*What to work on*: Every line holding "domain" should be copied from the records below.

= Beginning of Section =

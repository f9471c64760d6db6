mod commands;
mod domain;
mod services;

use crate::commands::base_commands::{CliArgs, Commands};
use crate::commands::report_format::format_forecast_report;
use crate::domain::model::ForecastConfig;
use crate::services::forecast::forecast_from_workbook_file;
use clap::{CommandFactory, Parser};
use rand::SeedableRng;
use rand::rngs::StdRng;

fn main() {
    let args = CliArgs::parse();
    match args.command {
        Commands::Forecast {
            input,
            output,
            trials,
            run_date,
            seed,
        } => {
            let run_date = match chrono::NaiveDate::parse_from_str(&run_date, "%Y-%m-%d") {
                Ok(date) => date,
                Err(e) => {
                    eprintln!("Invalid run date {run_date:?}: {e}");
                    return;
                }
            };

            let config = ForecastConfig {
                trials,
                ..ForecastConfig::default()
            };
            let run = match seed {
                Some(seed) => {
                    let mut rng = StdRng::seed_from_u64(seed);
                    forecast_from_workbook_file(&input, &output, run_date, &config, &mut rng)
                }
                None => {
                    let mut rng = rand::thread_rng();
                    forecast_from_workbook_file(&input, &output, run_date, &config, &mut rng)
                }
            };
            let run = match run {
                Ok(run) => run,
                Err(e) => {
                    eprintln!("Failed to forecast revenue: {e}");
                    return;
                }
            };

            let yaml = match serde_yaml::to_string(&run.report) {
                Ok(contents) => contents,
                Err(e) => {
                    eprintln!("Failed to serialize forecast output: {e:?}");
                    return;
                }
            };

            if let Err(e) = std::fs::write(&output, yaml) {
                eprintln!("Failed to write forecast output: {e:?}");
                return;
            }

            println!("{}", format_forecast_report(&run.report));
            println!();
            println!("Forecast report written to {output}");
            println!("Band charts written to {output}.mixed.png and {output}.objective.png");
        }
        Commands::Completions { shell } => {
            let mut cmd = CliArgs::command();
            let name = cmd.get_name().to_string();
            clap_complete::generate(shell, &mut cmd, name, &mut std::io::stdout());
        }
    }
}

= End of Section =

*Solution*:
mod domain;
use crate::domain::model::ForecastConfig;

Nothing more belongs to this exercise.